When I was about 16, a buddy of mine on a Harley Sprint beat me in a race down one of those twisty Pennsylvania roads. That did it. Beat by a Sprint! Here I am on my chopper, making all this noise and thinking I'm cool. I made myself some flat bars and figured there was more to motorcycling than just looking cool.
Then I got a Velocette with full Avon fairing, clip-ons, rear sets a roadracer on the street. It was the best bike around for a guy like me. It didn't take long for me to fall in love with riding instead of showing off. Then I went through a smorgasbord of Japanese imports.
Sounds like you had all the earmarks of a died-in-the-wool gearhead.

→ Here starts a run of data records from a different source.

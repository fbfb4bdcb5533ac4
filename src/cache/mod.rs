//! Read-through Redis cache for catalog listings and seat maps.
//!
//! Only listing endpoints read through here. Reservations always go to the
//! store, and a failing Redis degrades to a store read.
//!
//! Every cached listing lives under a generation-scoped key
//! (`seats:7:v3`). Invalidation bumps the generation instead of deleting
//! the data, so a snapshot loaded before a write and saved after it lands
//! under a key that readers no longer ask for.

use redis::AsyncCommands;
use std::sync::Arc;
use tracing::info;

use crate::{config::RedisConfig, redis_client::RedisClient, store::Store};

pub mod movies;
pub mod seats;

#[derive(Clone)]
pub struct CacheService {
    redis: RedisClient,
    store: Arc<dyn Store>,
    seats_ttl: u64,
    movies_ttl: u64,
}

impl CacheService {
    pub fn new(redis: RedisClient, store: Arc<dyn Store>, config: &RedisConfig) -> Self {
        Self {
            redis,
            store,
            seats_ttl: config.seats_ttl_seconds,
            movies_ttl: config.movies_ttl_seconds,
        }
    }

    // Cache warmup at startup; only the movie list is worth preloading
    pub async fn warmup_cache(&self) {
        info!("Starting cache warmup...");
        match self.get_movies().await {
            Ok(movies) => info!("Cache warmup done: {} movies", movies.len()),
            Err(e) => tracing::warn!("Cache warmup skipped: {:?}", e),
        }
    }

    // Data key for the current generation of `base`
    async fn snapshot_key(&self, base: &str) -> redis::RedisResult<String> {
        let mut conn = self.redis.conn.clone();
        let generation: Option<u64> = conn.get(generation_key(base)).await?;
        Ok(versioned_key(base, generation.unwrap_or(0)))
    }

    // Retires every snapshot of `base` taken so far
    async fn bump_generation(&self, base: &str) -> redis::RedisResult<u64> {
        let mut conn = self.redis.conn.clone();
        conn.incr(generation_key(base), 1u64).await
    }

    async fn read_snapshot<T: serde::de::DeserializeOwned>(
        &self,
        key: &str,
    ) -> redis::RedisResult<Option<T>> {
        let mut conn = self.redis.conn.clone();
        let data: Option<String> = conn.get(key).await?;
        data.as_deref().map(decode).transpose()
    }

    async fn write_snapshot<T: serde::Serialize + ?Sized>(
        &self,
        key: &str,
        value: &T,
        ttl: u64,
    ) -> redis::RedisResult<()> {
        let data = encode(value)?;
        let mut conn = self.redis.conn.clone();
        conn.set_ex(key, data, ttl).await
    }
}

fn generation_key(base: &str) -> String {
    format!("{}:generation", base)
}

fn versioned_key(base: &str, generation: u64) -> String {
    format!("{}:v{}", base, generation)
}

fn encode<T: serde::Serialize + ?Sized>(value: &T) -> redis::RedisResult<String> {
    serde_json::to_string(value).map_err(|_| {
        redis::RedisError::from((redis::ErrorKind::TypeError, "Serialize error"))
    })
}

fn decode<T: serde::de::DeserializeOwned>(data: &str) -> redis::RedisResult<T> {
    serde_json::from_str(data)
        .map_err(|_| redis::RedisError::from((redis::ErrorKind::TypeError, "Parse error")))
}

Well, I grew up on a farm where nothing ever worked, so you had to fix anything before you could use it. I became a tinkerer because I had no choice. Dad liked for us to fix everything and keep it going, so it was just natural for us to buy old stuff and tinker with it. He was the kind of guy who, when I'd come in the house on a freezing winter morning and complain about the battery being dead on the tractor, would say, "Can't you just turn the crank to start it?" It'd be frozen solid and five degrees and I'd be out trying to muscle that crank. That's just the way it was.
But Pennsylvania was great for Motorcycles. The Pittsburgh area where I lived was just a hotbed. Lots of racers around, so it was easy to get caught up, and there was always a friend to go with.
Well, then I started college but dropped out because of too many other interests. Soon I was spending all my time working in bike shops, riding, and going to night school for engineering. I was just starting to race motocross seriously when I got badly injured. Since I couldn't ride, I got a job as a mechanic for a road racer, which was cool, but he quit and I took over riding. All of a sudden I was a road racer. At that time I was racing what was essentially a 350 Kawasaki® single that I'd turned into a road racer, if you can believe that. I beat a lot of the big guys, too. That thing had tons of torque! It was very, very cool for me to beat them with an air-cooled single. My interest in tinkering combined with riding was already insatiable. Well, that's how I started club racing, and in a few years I was out there doing Formula One on a TZ750 Yamaha® and Superbike on a 900SS Ducati®.
That had to be expensive without factory backing.
Well, I had to do just about everything by myself, so I was machining parts, sourcing parts, building my own stuff. I spent every penny on racing, so I had no money to stay at hotels and eat decent meals. When I graduated from engineering school, I wanted to work at Harley-Davidson so I could put my passion and knowledge to work on Motorcycles - and get paid for it full time.